There are over 200 drawings by Nadia Chomyn in the Bethlem Archives, covering scraps of paper that include receipts, lined pages from notebooks and slips torn from illustrated children’s books.

Lines, drawn invariably with a ball-point pen, are repeated and repeated again. As in the image below, they usually build up - almost sculpturally - images of horsemen, horses and, occasionally, chickens or roosters. There’s an obsessive quality to the unvaried subject matter - as if the artist wants to perfect her horses and horsemen - but they’re all drawn with the same loose, vivid style, the lines overlapping and interrupting each other in a manner chaotic, yet purposeful.

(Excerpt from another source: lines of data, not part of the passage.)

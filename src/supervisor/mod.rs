//! Server process supervision.
//!
//! [`ProcessSupervisor`] owns the shared [`ProcessSlot`], builds the launch
//! descriptor, spawns and probes the server, and starts the log monitor and
//! theme watch for each run. [`run_session`] is the blocking restart loop
//! layered on top.

pub mod process;
pub mod restart;

use std::fs;
use std::path::PathBuf;
use std::process::ExitStatus;
use std::sync::{Arc, Mutex, MutexGuard, PoisonError};
use std::time::Duration;

use tokio::process::Child;
use tracing::{debug, error, info, info_span, warn, Instrument};

use crate::config::SessionConfig;
use crate::monitor::{output_lines, BrowserTarget, LogMonitor, ServerLog};
use crate::server::{
    classpath, BrowserLaunchRequest, BrowserOpener, ClasspathJarBuilder, LaunchDescriptor,
    ServerKind, SystemBrowser,
};
use crate::theme::{CommandThemeCompiler, ThemeCompiler, ThemeRecompile};
use crate::watch::{LivenessGate, WatchAction, WatchGroup, WatchScheduler};
use crate::{AppError, Result};

pub use process::{ExitWatch, ProcessExit, ProcessSlot, ServerProcess};
pub use restart::run_session;

/// External collaborators the supervisor calls into.
pub struct Collaborators {
    /// Opens the browser once the server is ready.
    pub browser: Arc<dyn BrowserOpener>,
    /// Theme preprocessor; built from configuration when absent.
    pub theme_compiler: Option<Arc<dyn ThemeCompiler>>,
    /// Required when `server.use_classpath_jar` is enabled.
    pub classpath_jar_builder: Option<Arc<dyn ClasspathJarBuilder>>,
}

impl Default for Collaborators {
    fn default() -> Self {
        Self {
            browser: Arc::new(SystemBrowser),
            theme_compiler: None,
            classpath_jar_builder: None,
        }
    }
}

/// Watch action that terminates the server so the restart loop relaunches it.
pub struct RestartServer {
    slot: Arc<ProcessSlot>,
}

impl RestartServer {
    /// Create the action for the process held in `slot`.
    #[must_use]
    pub fn new(slot: Arc<ProcessSlot>) -> Self {
        Self { slot }
    }
}

impl WatchAction for RestartServer {
    fn name(&self) -> &'static str {
        "classes"
    }

    fn run(&self) {
        if self.slot.terminate() {
            info!("compiled classes changed; restarting server");
        }
    }
}

/// Owns the server process for one development session.
pub struct ProcessSupervisor {
    config: Arc<SessionConfig>,
    kind: ServerKind,
    slot: Arc<ProcessSlot>,
    scheduler: WatchScheduler,
    browser: Arc<dyn BrowserOpener>,
    theme_compiler: Option<Arc<dyn ThemeCompiler>>,
    jar_builder: Option<Arc<dyn ClasspathJarBuilder>>,
    start_lock: tokio::sync::Mutex<()>,
    exit: Mutex<Option<ExitWatch>>,
    theme_watch: Mutex<Option<WatchGroup>>,
    class_watch: Mutex<Option<WatchGroup>>,
}

impl ProcessSupervisor {
    /// Create a supervisor; the server kind is fixed here.
    ///
    /// # Errors
    ///
    /// Returns `AppError::Config` for an unknown server kind, a classpath jar
    /// request without a builder, or theme auto-recompile without a compile
    /// command.
    pub fn new(
        config: SessionConfig,
        collaborators: Collaborators,
        scheduler: WatchScheduler,
    ) -> Result<Self> {
        let kind = ServerKind::from_name(&config.server.kind)?;

        if config.server.use_classpath_jar && collaborators.classpath_jar_builder.is_none() {
            return Err(AppError::Config(
                "server.use_classpath_jar requires a classpath jar builder".into(),
            ));
        }

        let theme_compiler = match collaborators.theme_compiler {
            Some(compiler) => Some(compiler),
            None if config.dev.theme_auto_recompile => Some(Arc::new(
                CommandThemeCompiler::from_config(&config)?,
            ) as Arc<dyn ThemeCompiler>),
            None => None,
        };

        Ok(Self {
            config: Arc::new(config),
            kind,
            slot: Arc::new(ProcessSlot::new()),
            scheduler,
            browser: collaborators.browser,
            theme_compiler,
            jar_builder: collaborators.classpath_jar_builder,
            start_lock: tokio::sync::Mutex::new(()),
            exit: Mutex::new(None),
            theme_watch: Mutex::new(None),
            class_watch: Mutex::new(None),
        })
    }

    /// Session configuration.
    #[must_use]
    pub fn config(&self) -> &SessionConfig {
        &self.config
    }

    /// Server kind selected at construction.
    #[must_use]
    pub fn kind(&self) -> ServerKind {
        self.kind
    }

    /// Server name, e.g. `jetty`.
    #[must_use]
    pub fn server_name(&self) -> &'static str {
        self.kind.server_name()
    }

    /// Readiness token for this server kind.
    #[must_use]
    pub fn success_token(&self) -> &'static str {
        self.kind.success_token()
    }

    /// Runner main class for this server kind.
    #[must_use]
    pub fn runner_entry_point(&self) -> &'static str {
        self.kind.runner_entry_point()
    }

    /// Shared process slot, for actions that need to terminate the server.
    #[must_use]
    pub fn slot(&self) -> Arc<ProcessSlot> {
        Arc::clone(&self.slot)
    }

    /// Per-server log file path.
    #[must_use]
    pub fn log_path(&self) -> PathBuf {
        self.config.server_log_path(self.server_name())
    }

    /// Whether a process handle is set (even if that process already exited).
    #[must_use]
    pub fn has_process(&self) -> bool {
        self.slot.is_present()
    }

    /// Whether the supervised process is alive.
    #[must_use]
    pub fn is_running(&self) -> bool {
        self.slot.is_running()
    }

    /// Launch descriptor for the next start.
    ///
    /// # Errors
    ///
    /// Returns `AppError::Classpath` if the classpath jar cannot be built.
    pub fn launch_descriptor(&self) -> Result<LaunchDescriptor> {
        let classpath = self.classpath_argument()?;
        Ok(LaunchDescriptor::build(&self.config, self.kind, &classpath))
    }

    fn classpath_argument(&self) -> Result<String> {
        let jars = self.config.classpath();
        match self.jar_builder {
            Some(ref builder) if self.config.server.use_classpath_jar => {
                let jar = builder.build_classpath_jar(&jars, &self.config.build_dir())?;
                Ok(jar.display().to_string())
            }
            _ => Ok(classpath::join_classpath(&jars)),
        }
    }

    /// Start the server.
    ///
    /// Returns `Ok(false)` without spawning when a process handle is already
    /// set. A process that dies within the startup probe window is fatal.
    ///
    /// # Errors
    ///
    /// Returns `AppError::Startup` when the process cannot be spawned or dies
    /// immediately (the message carries the exit code), and `AppError::Io` /
    /// `AppError::Classpath` for launch preparation failures.
    pub async fn start(&self, stop_after_start: bool) -> Result<bool> {
        let _start = self.start_lock.lock().await;
        let span = info_span!(
            "start_server",
            server = self.server_name(),
            port = self.config.server.port
        );

        async {
            if self.slot.is_present() {
                warn!("server process already running; refusing to start another");
                return Ok(false);
            }

            let descriptor = self.launch_descriptor()?;
            fs::create_dir_all(&descriptor.working_dir).map_err(|err| {
                AppError::Io(format!(
                    "failed to create build directory {}: {err}",
                    descriptor.working_dir.display()
                ))
            })?;
            debug!(
                dependencies = ?self.kind.dependencies(),
                args = ?descriptor.args,
                "launching server runner"
            );

            let log = Arc::new(ServerLog::open(&self.log_path())?);
            let mut child = descriptor.command().spawn().map_err(|err| {
                AppError::Startup(format!(
                    "failed to spawn server process '{}': {err}",
                    descriptor.program
                ))
            })?;
            log.session_header(self.server_name(), child.id());

            let stdout = child
                .stdout
                .take()
                .ok_or_else(|| AppError::Startup("failed to capture server stdout".into()))?;
            let stderr = child
                .stderr
                .take()
                .ok_or_else(|| AppError::Startup("failed to capture server stderr".into()))?;

            if let Some(status) =
                probe_early_exit(&mut child, self.config.server.startup_probe()).await?
            {
                let code = status.code().unwrap_or(-1);
                let message = format!("server process exited immediately with code {code}");
                error!(code, "{message}");
                log.status(&message);
                return Err(AppError::Startup(message));
            }

            let id = self.slot.next_id();
            let process = ServerProcess::adopt(id, child, self.config.server.terminate_grace());
            let pid = process.pid();
            let exit = process.exit_watch();
            if let Err(rejected) = self.slot.install(process) {
                rejected.destroy();
                return Ok(false);
            }
            *lock(&self.exit) = Some(exit);

            if let Err(err) = classpath::write_manifest(
                &self.config.build_dir(),
                &self.config.classpath(),
            ) {
                self.slot.terminate();
                return Err(err);
            }

            self.spawn_monitor(id, stop_after_start, &log, output_lines(stdout, stderr));

            if self.config.dev.theme_auto_recompile {
                if let Err(err) = self.watch_theme() {
                    self.slot.terminate();
                    return Err(err);
                }
            }

            info!(?pid, id, "server process started");
            Ok::<_, AppError>(true)
        }
        .instrument(span)
        .await
    }

    fn spawn_monitor(
        &self,
        id: u64,
        stop_after_start: bool,
        log: &Arc<ServerLog>,
        lines: crate::monitor::OutputLines,
    ) {
        let browser = self.config.dev.open_in_browser.then(|| BrowserTarget {
            opener: Arc::clone(&self.browser),
            request: BrowserLaunchRequest::new(
                self.config.server.port,
                self.config.server.debug,
                self.config.dev.browser_params.clone(),
            ),
        });

        let monitor = LogMonitor::new(
            id,
            self.kind,
            self.config.server.port,
            stop_after_start,
            self.config.dev.log_to_console,
            browser,
            Arc::clone(&self.slot),
            Arc::clone(log),
        );

        let cancel = self.scheduler.token();
        self.scheduler.spawn(
            async move {
                let outcome = monitor.run(lines, cancel).await;
                debug!(?outcome, "log monitor finished");
            }
            .instrument(info_span!("log_monitor", process_id = id)),
        );
    }

    /// (Re)install the theme subscription, replacing any previous one.
    fn watch_theme(&self) -> Result<()> {
        let (Some(dir), Some(compiler)) = (self.config.theme_dir(), self.theme_compiler.as_ref())
        else {
            return Ok(());
        };

        let action: Arc<dyn WatchAction> = Arc::new(ThemeRecompile::new(
            Arc::clone(compiler),
            self.config.dev.theme_compress,
        ));
        let gate: Arc<dyn LivenessGate> = Arc::clone(&self.slot) as Arc<dyn LivenessGate>;
        let group = WatchGroup::theme(
            &dir,
            self.config.dev.debounce_window(),
            action,
            gate,
            self.scheduler.clone(),
        )?;
        *lock(&self.theme_watch) = Some(group);
        Ok(())
    }

    /// Watch every existing class output directory with `action`.
    ///
    /// Each directory debounces independently. Returns the number of
    /// directories watched; a previous class watch is replaced.
    ///
    /// # Errors
    ///
    /// Returns `AppError::Watch` if a directory cannot be watched.
    pub fn watch_class_dirs(&self, action: Arc<dyn WatchAction>) -> Result<usize> {
        let gate: Arc<dyn LivenessGate> = Arc::clone(&self.slot) as Arc<dyn LivenessGate>;
        let group = WatchGroup::class_dirs(
            &self.config.class_dirs(),
            self.config.dev.debounce_window(),
            &action,
            &gate,
            &self.scheduler,
        )?;
        let watched = group.len();
        *lock(&self.class_watch) = Some(group);
        Ok(watched)
    }

    /// Destroy the server process, if any. Idempotent.
    ///
    /// Returns `true` only for the call that actually destroyed a process.
    pub fn terminate(&self) -> bool {
        self.slot.terminate()
    }

    /// Wait for the most recently started process to exit.
    ///
    /// Returns `None` if no process was ever started.
    pub async fn wait_for_exit(&self) -> Option<ProcessExit> {
        let watch = lock(&self.exit).clone();
        match watch {
            Some(mut watch) => Some(watch.wait().await),
            None => None,
        }
    }

    /// Error describing a runtime failure, pointing at console or log file.
    #[must_use]
    pub fn runtime_failure(&self, exit: ProcessExit) -> AppError {
        let code = exit.code_or_signal();
        let location = if self.config.dev.log_to_console {
            "console output".to_owned()
        } else {
            self.log_path().display().to_string()
        };
        AppError::ServerExit(format!(
            "{} exited with code {code}; see {location} for details",
            self.server_name()
        ))
    }

    /// Terminate the server, drop all watches, and stop scheduled work.
    pub async fn shutdown(&self) {
        self.terminate();
        lock(&self.theme_watch).take();
        lock(&self.class_watch).take();
        self.scheduler.shutdown().await;
        info!(server = self.server_name(), "supervisor shut down");
    }
}

fn lock<T>(mutex: &Mutex<T>) -> MutexGuard<'_, T> {
    mutex.lock().unwrap_or_else(PoisonError::into_inner)
}

/// Return the exit status if the child dies within `window`.
async fn probe_early_exit(child: &mut Child, window: Duration) -> Result<Option<ExitStatus>> {
    if window.is_zero() {
        return child
            .try_wait()
            .map_err(|err| AppError::Startup(format!("failed to check server liveness: {err}")));
    }
    match tokio::time::timeout(window, child.wait()).await {
        Ok(Ok(status)) => Ok(Some(status)),
        Ok(Err(err)) => Err(AppError::Startup(format!(
            "failed to check server liveness: {err}"
        ))),
        Err(_alive) => Ok(None),
    }
}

The repetition of themes across Nadia’s work made me think of an otherwise very different artist - Gwen John (1876 - 1939), who felt compelled to repeat the same painting with small variations many times over. But Nadia’s story is an extraordinary one. She drew all the pictures we have in the archives before her tenth birthday. Her drawing ability first manifested itself around the age of three - when she started drawing all over the walls - and the image below was produced at the age of five and a half. Her point of reference was a picture book she had, whose illustrations she would study and - several days afterwards - reproduce from memory. She drew by herself with no reference to others (always refusing to draw to order) and she showed no interest whatsoever in what others thought of her work.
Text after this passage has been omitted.